Collected data:
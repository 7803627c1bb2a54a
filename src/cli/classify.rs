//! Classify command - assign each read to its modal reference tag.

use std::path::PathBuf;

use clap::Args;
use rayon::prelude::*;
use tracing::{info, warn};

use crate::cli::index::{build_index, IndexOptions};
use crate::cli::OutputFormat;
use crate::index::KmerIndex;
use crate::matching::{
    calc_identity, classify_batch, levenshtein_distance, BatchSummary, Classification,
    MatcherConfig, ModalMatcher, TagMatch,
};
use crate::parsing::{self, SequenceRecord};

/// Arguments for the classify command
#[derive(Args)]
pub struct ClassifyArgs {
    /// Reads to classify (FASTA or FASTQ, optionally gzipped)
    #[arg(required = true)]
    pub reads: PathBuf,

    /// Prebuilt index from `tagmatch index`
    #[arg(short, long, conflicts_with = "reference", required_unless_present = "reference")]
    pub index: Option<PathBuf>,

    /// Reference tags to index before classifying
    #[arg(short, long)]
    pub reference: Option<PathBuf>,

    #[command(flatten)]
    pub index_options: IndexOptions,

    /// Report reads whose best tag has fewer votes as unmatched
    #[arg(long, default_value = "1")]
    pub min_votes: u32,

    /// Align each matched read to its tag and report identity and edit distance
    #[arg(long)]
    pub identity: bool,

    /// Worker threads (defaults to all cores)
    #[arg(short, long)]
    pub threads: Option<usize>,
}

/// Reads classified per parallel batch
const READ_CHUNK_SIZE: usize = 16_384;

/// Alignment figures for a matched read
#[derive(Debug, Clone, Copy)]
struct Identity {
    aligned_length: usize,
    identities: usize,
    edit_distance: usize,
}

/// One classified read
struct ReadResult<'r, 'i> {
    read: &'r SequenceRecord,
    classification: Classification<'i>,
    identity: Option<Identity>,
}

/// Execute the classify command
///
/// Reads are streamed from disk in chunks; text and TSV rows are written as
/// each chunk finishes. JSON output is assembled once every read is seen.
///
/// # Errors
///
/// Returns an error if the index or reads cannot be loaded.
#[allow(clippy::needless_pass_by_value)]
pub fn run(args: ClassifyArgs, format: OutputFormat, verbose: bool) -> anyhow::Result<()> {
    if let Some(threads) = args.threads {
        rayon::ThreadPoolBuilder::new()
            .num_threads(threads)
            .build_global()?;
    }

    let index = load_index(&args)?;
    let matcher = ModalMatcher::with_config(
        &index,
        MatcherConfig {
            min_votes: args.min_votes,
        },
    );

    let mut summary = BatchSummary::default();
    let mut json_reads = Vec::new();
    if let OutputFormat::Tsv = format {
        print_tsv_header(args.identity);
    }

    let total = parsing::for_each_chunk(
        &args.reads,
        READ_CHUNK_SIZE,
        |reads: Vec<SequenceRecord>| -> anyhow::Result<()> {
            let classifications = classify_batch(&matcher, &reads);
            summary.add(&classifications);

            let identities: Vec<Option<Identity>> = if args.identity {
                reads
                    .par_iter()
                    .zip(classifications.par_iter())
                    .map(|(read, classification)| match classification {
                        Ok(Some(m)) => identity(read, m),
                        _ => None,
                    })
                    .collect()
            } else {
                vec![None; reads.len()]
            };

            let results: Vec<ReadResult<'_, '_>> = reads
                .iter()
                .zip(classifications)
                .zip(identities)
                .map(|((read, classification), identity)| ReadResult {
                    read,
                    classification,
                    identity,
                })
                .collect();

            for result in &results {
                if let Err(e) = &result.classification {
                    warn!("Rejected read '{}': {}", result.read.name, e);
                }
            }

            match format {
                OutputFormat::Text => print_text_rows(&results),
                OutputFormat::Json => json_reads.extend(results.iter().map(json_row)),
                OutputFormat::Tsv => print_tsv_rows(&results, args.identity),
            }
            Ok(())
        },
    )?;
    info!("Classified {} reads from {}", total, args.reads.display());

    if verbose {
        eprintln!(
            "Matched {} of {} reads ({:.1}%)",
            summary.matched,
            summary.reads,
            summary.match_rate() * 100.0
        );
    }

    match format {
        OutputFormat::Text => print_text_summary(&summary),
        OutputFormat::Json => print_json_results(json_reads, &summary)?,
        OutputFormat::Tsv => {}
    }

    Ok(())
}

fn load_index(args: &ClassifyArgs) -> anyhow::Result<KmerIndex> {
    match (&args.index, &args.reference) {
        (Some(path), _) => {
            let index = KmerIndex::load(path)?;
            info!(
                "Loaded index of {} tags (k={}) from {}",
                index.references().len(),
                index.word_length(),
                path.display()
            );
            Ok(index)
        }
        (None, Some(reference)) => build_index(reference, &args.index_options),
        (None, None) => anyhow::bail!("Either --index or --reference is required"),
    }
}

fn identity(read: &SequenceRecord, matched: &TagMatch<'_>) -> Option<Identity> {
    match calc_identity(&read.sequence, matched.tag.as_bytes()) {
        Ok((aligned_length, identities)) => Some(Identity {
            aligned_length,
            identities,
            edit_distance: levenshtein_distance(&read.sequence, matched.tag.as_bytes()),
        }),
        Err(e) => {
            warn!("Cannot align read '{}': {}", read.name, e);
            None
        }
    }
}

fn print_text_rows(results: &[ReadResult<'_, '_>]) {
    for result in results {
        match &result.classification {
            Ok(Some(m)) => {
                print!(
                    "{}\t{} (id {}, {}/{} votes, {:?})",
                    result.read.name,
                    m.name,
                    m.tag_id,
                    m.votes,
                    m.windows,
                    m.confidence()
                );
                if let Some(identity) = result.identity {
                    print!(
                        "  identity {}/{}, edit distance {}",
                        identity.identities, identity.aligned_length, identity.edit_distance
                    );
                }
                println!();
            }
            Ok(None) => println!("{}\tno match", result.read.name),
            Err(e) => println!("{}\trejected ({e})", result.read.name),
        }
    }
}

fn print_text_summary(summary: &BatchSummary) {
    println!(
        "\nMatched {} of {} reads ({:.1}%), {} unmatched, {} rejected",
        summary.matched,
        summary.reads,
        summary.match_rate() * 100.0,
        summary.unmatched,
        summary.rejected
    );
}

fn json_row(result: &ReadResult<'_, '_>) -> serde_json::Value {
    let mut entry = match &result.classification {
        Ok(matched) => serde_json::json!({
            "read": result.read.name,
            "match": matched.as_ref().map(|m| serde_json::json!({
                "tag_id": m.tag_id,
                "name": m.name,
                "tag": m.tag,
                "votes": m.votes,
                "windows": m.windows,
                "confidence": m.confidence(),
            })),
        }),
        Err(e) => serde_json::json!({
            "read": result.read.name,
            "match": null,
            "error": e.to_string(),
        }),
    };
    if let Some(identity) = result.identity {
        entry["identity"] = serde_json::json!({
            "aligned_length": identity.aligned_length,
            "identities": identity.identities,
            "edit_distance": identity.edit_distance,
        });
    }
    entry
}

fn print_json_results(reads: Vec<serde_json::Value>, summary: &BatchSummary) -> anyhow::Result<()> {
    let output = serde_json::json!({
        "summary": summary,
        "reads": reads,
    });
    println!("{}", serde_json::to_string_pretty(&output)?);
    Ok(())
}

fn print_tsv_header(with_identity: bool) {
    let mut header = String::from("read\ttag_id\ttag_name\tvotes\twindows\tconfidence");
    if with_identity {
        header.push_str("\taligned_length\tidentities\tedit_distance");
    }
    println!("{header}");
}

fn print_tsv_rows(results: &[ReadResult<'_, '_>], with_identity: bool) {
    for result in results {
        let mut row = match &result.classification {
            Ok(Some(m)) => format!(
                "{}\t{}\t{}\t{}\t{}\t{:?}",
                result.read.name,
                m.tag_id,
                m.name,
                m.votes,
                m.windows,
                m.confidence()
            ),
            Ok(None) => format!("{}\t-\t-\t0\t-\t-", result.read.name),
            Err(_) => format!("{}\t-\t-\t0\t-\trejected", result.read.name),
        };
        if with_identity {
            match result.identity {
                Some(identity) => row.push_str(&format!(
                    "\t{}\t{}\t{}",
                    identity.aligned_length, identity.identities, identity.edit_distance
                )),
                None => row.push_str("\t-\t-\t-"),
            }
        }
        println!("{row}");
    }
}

◆ TASK DESCRIPTION: The answer must be every line of the data that holds the word "ModalMatcher".

◆ ANSWER TO THIS TASK:
    MatcherConfig, ModalMatcher, TagMatch,
    let matcher = ModalMatcher::with_config(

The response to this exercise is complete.